- [Stored data entries]:
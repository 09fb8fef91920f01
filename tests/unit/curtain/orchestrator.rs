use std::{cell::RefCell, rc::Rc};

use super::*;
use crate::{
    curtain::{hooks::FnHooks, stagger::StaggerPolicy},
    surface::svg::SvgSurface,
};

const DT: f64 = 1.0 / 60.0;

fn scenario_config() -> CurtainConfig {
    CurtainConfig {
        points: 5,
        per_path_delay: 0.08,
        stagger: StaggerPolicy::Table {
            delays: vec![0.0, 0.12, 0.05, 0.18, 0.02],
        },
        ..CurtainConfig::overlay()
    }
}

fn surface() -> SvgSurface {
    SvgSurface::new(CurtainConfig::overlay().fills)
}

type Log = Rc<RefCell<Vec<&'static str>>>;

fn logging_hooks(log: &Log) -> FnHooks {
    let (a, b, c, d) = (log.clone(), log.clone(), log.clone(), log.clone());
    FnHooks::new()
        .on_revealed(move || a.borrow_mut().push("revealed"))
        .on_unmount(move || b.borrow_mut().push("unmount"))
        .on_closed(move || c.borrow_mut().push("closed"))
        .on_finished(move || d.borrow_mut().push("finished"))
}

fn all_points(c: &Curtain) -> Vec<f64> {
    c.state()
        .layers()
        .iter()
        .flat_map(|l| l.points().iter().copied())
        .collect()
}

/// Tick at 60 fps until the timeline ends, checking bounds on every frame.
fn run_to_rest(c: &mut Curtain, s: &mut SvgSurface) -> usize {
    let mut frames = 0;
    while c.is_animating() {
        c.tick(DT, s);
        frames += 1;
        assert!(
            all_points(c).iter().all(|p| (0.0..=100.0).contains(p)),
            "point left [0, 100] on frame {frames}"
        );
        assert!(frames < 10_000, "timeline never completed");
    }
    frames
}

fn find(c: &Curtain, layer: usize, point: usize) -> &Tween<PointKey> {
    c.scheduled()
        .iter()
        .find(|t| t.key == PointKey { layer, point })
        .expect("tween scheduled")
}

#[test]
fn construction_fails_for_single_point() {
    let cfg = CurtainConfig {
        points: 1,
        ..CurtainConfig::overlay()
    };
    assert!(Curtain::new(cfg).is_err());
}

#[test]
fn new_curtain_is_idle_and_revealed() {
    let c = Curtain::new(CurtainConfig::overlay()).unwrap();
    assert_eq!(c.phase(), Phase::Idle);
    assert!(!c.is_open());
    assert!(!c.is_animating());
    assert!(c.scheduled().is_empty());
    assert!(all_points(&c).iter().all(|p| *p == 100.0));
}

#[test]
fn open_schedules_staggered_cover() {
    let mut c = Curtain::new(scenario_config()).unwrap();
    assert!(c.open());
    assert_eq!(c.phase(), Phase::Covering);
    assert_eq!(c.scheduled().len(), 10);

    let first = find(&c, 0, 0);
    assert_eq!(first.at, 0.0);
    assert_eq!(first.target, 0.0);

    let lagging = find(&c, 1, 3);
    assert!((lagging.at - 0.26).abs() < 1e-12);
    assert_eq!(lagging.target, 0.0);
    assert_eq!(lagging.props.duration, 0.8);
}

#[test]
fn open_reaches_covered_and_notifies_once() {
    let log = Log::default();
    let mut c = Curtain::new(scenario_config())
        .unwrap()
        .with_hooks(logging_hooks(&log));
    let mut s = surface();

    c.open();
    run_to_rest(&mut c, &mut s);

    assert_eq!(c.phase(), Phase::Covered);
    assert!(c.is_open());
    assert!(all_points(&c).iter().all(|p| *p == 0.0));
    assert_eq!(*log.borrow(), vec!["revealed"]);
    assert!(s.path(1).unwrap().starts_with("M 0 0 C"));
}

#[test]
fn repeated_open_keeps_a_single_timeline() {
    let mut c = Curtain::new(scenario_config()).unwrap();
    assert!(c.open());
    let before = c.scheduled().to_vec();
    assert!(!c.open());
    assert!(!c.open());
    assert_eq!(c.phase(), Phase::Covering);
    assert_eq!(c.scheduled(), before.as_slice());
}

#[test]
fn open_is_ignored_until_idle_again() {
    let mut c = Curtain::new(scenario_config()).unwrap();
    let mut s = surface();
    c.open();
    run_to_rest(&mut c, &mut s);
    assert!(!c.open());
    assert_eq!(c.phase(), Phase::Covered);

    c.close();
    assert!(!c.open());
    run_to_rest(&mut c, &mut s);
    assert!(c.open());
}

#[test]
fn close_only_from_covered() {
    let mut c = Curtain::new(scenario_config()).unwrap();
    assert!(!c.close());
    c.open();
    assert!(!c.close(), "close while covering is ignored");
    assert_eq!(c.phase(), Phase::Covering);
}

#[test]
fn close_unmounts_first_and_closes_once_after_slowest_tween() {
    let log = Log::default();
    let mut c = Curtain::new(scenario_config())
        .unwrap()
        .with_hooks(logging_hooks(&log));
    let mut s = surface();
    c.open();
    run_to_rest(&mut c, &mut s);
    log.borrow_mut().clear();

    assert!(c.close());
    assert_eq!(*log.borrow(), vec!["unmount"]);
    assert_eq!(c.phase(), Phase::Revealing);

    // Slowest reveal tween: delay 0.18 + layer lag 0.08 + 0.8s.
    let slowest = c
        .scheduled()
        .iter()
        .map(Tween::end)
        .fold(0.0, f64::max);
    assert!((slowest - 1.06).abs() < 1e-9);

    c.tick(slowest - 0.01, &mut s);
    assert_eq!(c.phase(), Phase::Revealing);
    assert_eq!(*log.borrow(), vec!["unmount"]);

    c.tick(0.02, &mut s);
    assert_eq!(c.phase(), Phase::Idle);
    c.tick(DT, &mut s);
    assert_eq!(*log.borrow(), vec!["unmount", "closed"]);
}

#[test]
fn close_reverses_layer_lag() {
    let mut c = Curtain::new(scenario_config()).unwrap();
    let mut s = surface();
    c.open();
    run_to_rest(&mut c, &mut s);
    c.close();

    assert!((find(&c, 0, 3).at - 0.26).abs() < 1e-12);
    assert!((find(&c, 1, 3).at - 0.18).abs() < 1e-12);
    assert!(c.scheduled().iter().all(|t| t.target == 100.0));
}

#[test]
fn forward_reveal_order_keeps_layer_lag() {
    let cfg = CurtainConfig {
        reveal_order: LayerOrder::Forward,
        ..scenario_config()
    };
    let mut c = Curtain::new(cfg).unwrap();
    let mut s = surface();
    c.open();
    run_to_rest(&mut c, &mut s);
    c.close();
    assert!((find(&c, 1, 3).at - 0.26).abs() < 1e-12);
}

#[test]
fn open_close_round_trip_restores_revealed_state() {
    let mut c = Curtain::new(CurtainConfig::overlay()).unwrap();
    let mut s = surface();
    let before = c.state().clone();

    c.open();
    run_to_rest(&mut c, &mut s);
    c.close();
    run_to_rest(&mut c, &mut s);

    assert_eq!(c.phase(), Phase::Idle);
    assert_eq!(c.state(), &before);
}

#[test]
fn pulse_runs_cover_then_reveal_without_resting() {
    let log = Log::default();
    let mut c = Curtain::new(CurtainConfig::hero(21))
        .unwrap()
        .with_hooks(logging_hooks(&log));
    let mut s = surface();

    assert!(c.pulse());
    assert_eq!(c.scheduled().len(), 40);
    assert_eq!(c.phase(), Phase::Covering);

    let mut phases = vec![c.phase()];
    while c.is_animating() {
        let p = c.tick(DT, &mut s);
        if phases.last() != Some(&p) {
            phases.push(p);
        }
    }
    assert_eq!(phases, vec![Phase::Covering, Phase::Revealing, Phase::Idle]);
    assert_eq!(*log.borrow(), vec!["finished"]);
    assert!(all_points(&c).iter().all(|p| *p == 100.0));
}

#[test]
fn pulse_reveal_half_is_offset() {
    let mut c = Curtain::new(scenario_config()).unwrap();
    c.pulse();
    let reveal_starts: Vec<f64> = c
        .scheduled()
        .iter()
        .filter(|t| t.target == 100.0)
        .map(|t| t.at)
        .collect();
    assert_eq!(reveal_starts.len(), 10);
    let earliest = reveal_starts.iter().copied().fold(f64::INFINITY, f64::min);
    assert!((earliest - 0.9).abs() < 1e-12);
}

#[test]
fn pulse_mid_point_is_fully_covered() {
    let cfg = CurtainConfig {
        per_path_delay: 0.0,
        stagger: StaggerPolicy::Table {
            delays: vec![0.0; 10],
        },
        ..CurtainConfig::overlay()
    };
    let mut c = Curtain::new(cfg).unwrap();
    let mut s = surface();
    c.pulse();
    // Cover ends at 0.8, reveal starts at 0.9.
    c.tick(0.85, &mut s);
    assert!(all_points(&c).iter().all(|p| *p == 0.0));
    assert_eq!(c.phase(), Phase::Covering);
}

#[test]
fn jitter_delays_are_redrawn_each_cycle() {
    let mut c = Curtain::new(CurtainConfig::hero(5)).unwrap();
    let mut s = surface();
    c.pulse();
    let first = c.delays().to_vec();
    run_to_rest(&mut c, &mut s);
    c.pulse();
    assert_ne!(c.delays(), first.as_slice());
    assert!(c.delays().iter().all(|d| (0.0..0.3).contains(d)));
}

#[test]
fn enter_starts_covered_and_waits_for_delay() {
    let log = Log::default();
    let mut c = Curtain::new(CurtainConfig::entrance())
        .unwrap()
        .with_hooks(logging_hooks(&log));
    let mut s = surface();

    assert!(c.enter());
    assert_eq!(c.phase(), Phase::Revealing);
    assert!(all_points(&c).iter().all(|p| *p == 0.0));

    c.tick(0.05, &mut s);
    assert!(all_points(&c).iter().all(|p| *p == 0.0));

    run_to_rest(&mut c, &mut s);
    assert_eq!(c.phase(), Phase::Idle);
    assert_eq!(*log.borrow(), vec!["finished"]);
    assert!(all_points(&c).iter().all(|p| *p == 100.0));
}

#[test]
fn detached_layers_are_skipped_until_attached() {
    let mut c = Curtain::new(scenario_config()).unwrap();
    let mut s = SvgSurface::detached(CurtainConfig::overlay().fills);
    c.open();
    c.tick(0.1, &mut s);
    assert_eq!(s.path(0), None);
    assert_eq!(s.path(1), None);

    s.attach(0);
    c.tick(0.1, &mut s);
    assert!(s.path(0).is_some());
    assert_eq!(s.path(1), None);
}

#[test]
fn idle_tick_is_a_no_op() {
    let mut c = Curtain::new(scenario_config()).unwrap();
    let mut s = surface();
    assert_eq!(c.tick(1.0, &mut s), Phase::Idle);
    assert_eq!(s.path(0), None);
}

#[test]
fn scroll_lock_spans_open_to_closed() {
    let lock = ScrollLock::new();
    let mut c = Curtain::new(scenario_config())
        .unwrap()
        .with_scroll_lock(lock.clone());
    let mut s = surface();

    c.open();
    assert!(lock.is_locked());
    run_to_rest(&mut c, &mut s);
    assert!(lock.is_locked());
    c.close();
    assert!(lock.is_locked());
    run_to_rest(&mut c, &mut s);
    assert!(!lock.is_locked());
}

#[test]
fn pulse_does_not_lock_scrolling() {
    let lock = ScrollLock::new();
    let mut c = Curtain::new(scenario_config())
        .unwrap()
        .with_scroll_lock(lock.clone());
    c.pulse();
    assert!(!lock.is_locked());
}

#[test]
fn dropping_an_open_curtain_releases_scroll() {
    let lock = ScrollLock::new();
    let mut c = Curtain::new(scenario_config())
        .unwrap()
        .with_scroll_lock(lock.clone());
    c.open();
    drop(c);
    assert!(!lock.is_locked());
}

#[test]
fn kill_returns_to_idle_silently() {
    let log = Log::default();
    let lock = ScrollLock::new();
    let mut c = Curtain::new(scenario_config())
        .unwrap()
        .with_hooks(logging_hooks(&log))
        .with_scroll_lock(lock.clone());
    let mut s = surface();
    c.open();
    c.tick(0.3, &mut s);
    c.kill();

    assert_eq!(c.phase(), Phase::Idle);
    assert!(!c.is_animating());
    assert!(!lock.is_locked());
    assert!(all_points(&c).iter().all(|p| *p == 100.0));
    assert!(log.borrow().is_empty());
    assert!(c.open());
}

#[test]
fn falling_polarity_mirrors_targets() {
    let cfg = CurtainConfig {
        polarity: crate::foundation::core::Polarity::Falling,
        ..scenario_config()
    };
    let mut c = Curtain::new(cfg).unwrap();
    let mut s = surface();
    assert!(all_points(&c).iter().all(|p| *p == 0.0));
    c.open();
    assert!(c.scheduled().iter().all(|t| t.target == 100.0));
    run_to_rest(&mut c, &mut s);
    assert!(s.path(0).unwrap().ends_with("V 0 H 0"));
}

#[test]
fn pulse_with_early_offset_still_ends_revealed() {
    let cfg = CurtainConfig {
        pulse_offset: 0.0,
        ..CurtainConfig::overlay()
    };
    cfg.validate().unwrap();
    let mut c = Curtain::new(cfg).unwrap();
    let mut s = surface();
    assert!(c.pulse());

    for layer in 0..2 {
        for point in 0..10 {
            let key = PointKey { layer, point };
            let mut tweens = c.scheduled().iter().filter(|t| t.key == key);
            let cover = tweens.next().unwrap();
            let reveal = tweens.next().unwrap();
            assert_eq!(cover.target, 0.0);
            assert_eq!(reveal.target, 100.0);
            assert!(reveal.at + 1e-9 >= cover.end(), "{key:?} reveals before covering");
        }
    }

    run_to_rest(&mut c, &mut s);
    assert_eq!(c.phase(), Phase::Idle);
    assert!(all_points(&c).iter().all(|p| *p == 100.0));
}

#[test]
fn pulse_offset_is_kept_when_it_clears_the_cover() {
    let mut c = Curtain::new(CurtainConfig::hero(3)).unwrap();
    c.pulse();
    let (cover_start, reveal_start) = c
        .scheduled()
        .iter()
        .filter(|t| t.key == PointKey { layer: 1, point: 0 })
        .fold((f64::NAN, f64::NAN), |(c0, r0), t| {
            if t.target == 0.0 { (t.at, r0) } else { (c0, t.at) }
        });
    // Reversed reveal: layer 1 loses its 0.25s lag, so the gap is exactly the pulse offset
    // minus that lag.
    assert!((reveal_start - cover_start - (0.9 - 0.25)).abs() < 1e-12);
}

- [TASK GOAL]: Scan the records for the string "PointKey". Copy each line in which it appears.

- [SOLUTION FOR THIS TASK]:
fn find(c: &Curtain, layer: usize, point: usize) -> &Tween<PointKey> {
        .find(|t| t.key == PointKey { layer, point })
            let key = PointKey { layer, point };
        .filter(|t| t.key == PointKey { layer: 1, point: 0 })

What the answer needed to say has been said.